Cuando me pidieron desarrollar una DApp (aplicación descentralizada) para administrar juegos con blockchain, no lo vi como un reto enorme ni como una revolución tecnológica. Lo vi como algo bastante natural.
¿Por qué? Porque ya había trabajado antes en plataformas de venta de pines digitales para juegos, eventos y servicios. Implementar validaciones, accesos y reglas de negocio es parte de mi día a día como desarrollador backend.
¿Por qué no ver el NFT como un pin más?
Un código único. Un comprobante de acceso. Un "boleto digital" con respaldo en blockchain.
En vez de verlo como algo complicado, lo abordé así:
- El contrato inteligente (smart contract) es solo una pieza de lógica de negocio que se ejecuta en la blockchain.
- El NFT representa un derecho o un acceso, como lo haría un PIN de validación.
- El frontend (la landing page o el panel de usuario) consume esa lógica tal como lo haría con una API REST normal.
- Y todo el sistema se puede conectar de forma clara, auditable y sin depender de intermediarios.
Cuando les presenté esta visión, pareció algo casi revolucionario… pero para mí fue simplemente sentido común técnico. No vendí humo. Solo les mostré cómo usar blockchain como una capa adicional de confianza sobre sistemas que ya funcionan.
Lo que entendí ahí
La mayoría de las personas aún ve el blockchain como algo distante, complejo o esotérico. Pero cuando lo tratamos como lo que es —una tecnología para ejecutar reglas con seguridad y transparencia— se vuelve útil y comprensible.
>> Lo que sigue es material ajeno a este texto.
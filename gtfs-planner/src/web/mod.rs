//! Web layer for the journey planner.
//!
//! A thin JSON API over the routing engine.

mod dto;
mod routes;
mod state;

pub use dto::*;
pub use routes::{AppError, create_router};
pub use state::AppState;
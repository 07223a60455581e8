pub mod cache;
pub mod classifier;
pub mod client;
pub mod resolver;
pub mod url;

pub use crate::domain::model::{
    ApiBase, BaseUrl, CatalogEntity, Classification, HealthReport, Reference, ReferenceKind,
    ResolutionRequest, ScalarPosition, TeamRef,
};
pub use crate::domain::ports::{CatalogApi, ConfigProvider, CredentialSource};
pub use crate::utils::error::Result;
Los contratos inteligentes no son magia. Son como cualquier otro servicio backend, pero ejecutado en una red descentralizada y sin posibilidad de alteración.
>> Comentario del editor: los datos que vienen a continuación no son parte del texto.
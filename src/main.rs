use clap::Parser;
use cortex_links::adapters::yaml;
use cortex_links::config::{CliConfig, Command};
use cortex_links::core::{CatalogApi, ConfigProvider, HealthReport, ReferenceKind};
use cortex_links::utils::error::ErrorSeverity;
use cortex_links::utils::{logger, validation::Validate};
use cortex_links::{CatalogClient, CortexConfig, CortexError, EntityResolver, Result};
use std::sync::Arc;
use tokio::runtime::Handle;

fn main() {
    let cli = CliConfig::parse();

    // 初始化日誌
    if cli.log_json {
        logger::init_json_logger(cli.verbose);
    } else {
        logger::init_cli_logger(cli.verbose);
    }
    tracing::info!("Starting cortex-links");
    if cli.verbose {
        tracing::debug!("CLI config: {:?}", cli);
    }

    let config = match load_config(&cli).and_then(|config| {
        config.validate()?;
        Ok(config)
    }) {
        Ok(config) => config,
        Err(e) => fail(e),
    };

    let runtime = match config.build_runtime() {
        Ok(runtime) => runtime,
        Err(e) => fail(e),
    };
    let handle = runtime.handle().clone();

    if let Err(e) = runtime.block_on(run(cli.command, config, handle)) {
        fail(e);
    }
}

fn fail(e: CortexError) -> ! {
    tracing::error!(
        "❌ cortex-links failed: {} (Category: {:?}, Severity: {:?})",
        e,
        e.category(),
        e.severity()
    );
    eprintln!("❌ {}", e.user_friendly_message());
    eprintln!("💡 {}", e.recovery_suggestion());

    let exit_code = match e.severity() {
        ErrorSeverity::Medium => 2,
        ErrorSeverity::High => 1,
        ErrorSeverity::Critical => 3,
    };
    std::process::exit(exit_code)
}

/// Config file when it exists, otherwise `CORTEX_BASE_URL` from the environment.
fn load_config(cli: &CliConfig) -> Result<CortexConfig> {
    if cli.config.exists() {
        tracing::debug!("Loading configuration from {}", cli.config.display());
        CortexConfig::from_file(&cli.config)
    } else {
        tracing::debug!(
            "{} not found, using environment defaults",
            cli.config.display()
        );
        Ok(CortexConfig::new(
            std::env::var("CORTEX_BASE_URL").unwrap_or_default(),
        ))
    }
}

fn not_configured() -> CortexError {
    CortexError::invalid_configuration("cortex.base_url is not set")
}

fn build_resolver(
    config: &CortexConfig,
    client: CatalogClient,
    handle: Handle,
) -> EntityResolver {
    EntityResolver::new(
        Arc::new(client),
        Arc::new(config.clone()),
        config.credentials(),
        handle,
    )
    .with_cache_ttl(config.cache_ttl())
    .with_max_concurrent_fetches(config.runtime.max_concurrent_fetches)
}

fn print_report(label: &str, target: &str, report: &HealthReport) {
    let code = report
        .http_code
        .map(|c| format!(" (HTTP {})", c))
        .unwrap_or_default();
    let mark = if report.ok { "✅" } else { "❌" };
    println!("{} {} {}: {}{}", mark, label, target, report.message, code);
}

async fn run(command: Command, config: CortexConfig, handle: Handle) -> Result<()> {
    let client = CatalogClient::new(&config.http_settings())?;

    match command {
        Command::Health => {
            let base = config.base_url().ok_or_else(not_configured)?;
            let api_base = config.api_base().ok_or_else(not_configured)?;
            let token = config.credentials().token();

            let ui = client.check_health(&base, token.as_deref()).await;
            print_report("UI ", base.as_str(), &ui);
            let api = client.check_api_health(&api_base, token.as_deref()).await;
            print_report("API", api_base.as_str(), &api);
        }
        Command::Scan { file, resolve } => {
            let text = std::fs::read_to_string(&file)?;
            let references = yaml::classify_document(&text)?;
            tracing::info!("Found {} references in {}", references.len(), file.display());

            let resolver = build_resolver(&config, client, handle);
            let pending: Vec<_> = references
                .iter()
                .filter_map(|r| resolver.prefetch(r.kind, &r.value))
                .collect();
            for task in pending {
                if let Err(e) = task.await {
                    tracing::warn!("Prefetch task failed: {}", e);
                }
            }

            for reference in &references {
                println!(
                    "{:<28} {:<10} {}",
                    reference.position.path_display(),
                    reference.kind.to_string(),
                    resolver.label_for(reference.kind, &reference.value)
                );
                if resolve {
                    match resolver.request_for(reference.kind, &reference.value) {
                        Some(request) => match resolver.resolve_for_navigation(request).await {
                            Ok(url) => println!("    -> {}", url),
                            Err(e) => tracing::warn!("Resolution task failed: {}", e),
                        },
                        None => println!("    -> (Cortex base URL not configured)"),
                    }
                }
            }
        }
        Command::Resolve { kind, value } => {
            let resolver = build_resolver(&config, client, handle);
            let kind = ReferenceKind::from(kind);
            let request = resolver.request_for(kind, &value).ok_or_else(not_configured)?;
            match resolver.resolve_for_navigation(request).await {
                Ok(url) => println!("{}", url),
                Err(e) => tracing::warn!("Resolution task failed: {}", e),
            }
        }
        Command::Detect { dir } => {
            let files = yaml::find_cortex_yaml(&dir);
            if files.is_empty() {
                println!("No cortex.yaml found under {}", dir.display());
            }
            for path in files {
                let text = std::fs::read_to_string(&path)?;
                let tag = yaml::find_cortex_tag(&text)?;
                println!(
                    "{}: {}",
                    path.display(),
                    tag.as_deref().unwrap_or("(no x-cortex-tag)")
                );
            }
        }
    }

    Ok(())
}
Lo verdaderamente valioso no es solo saber programar en Solidity, sino tener la capacidad de integrar esos contratos con sistemas reales, como APIs, bases de datos, paneles web y flujos de negocio.
Dónde está el verdadero futuro
Ahí es donde la experiencia tradicional en desarrollo de software se cruza con lo que hoy llaman Web3.
Y ahí es donde creo que está el verdadero futuro.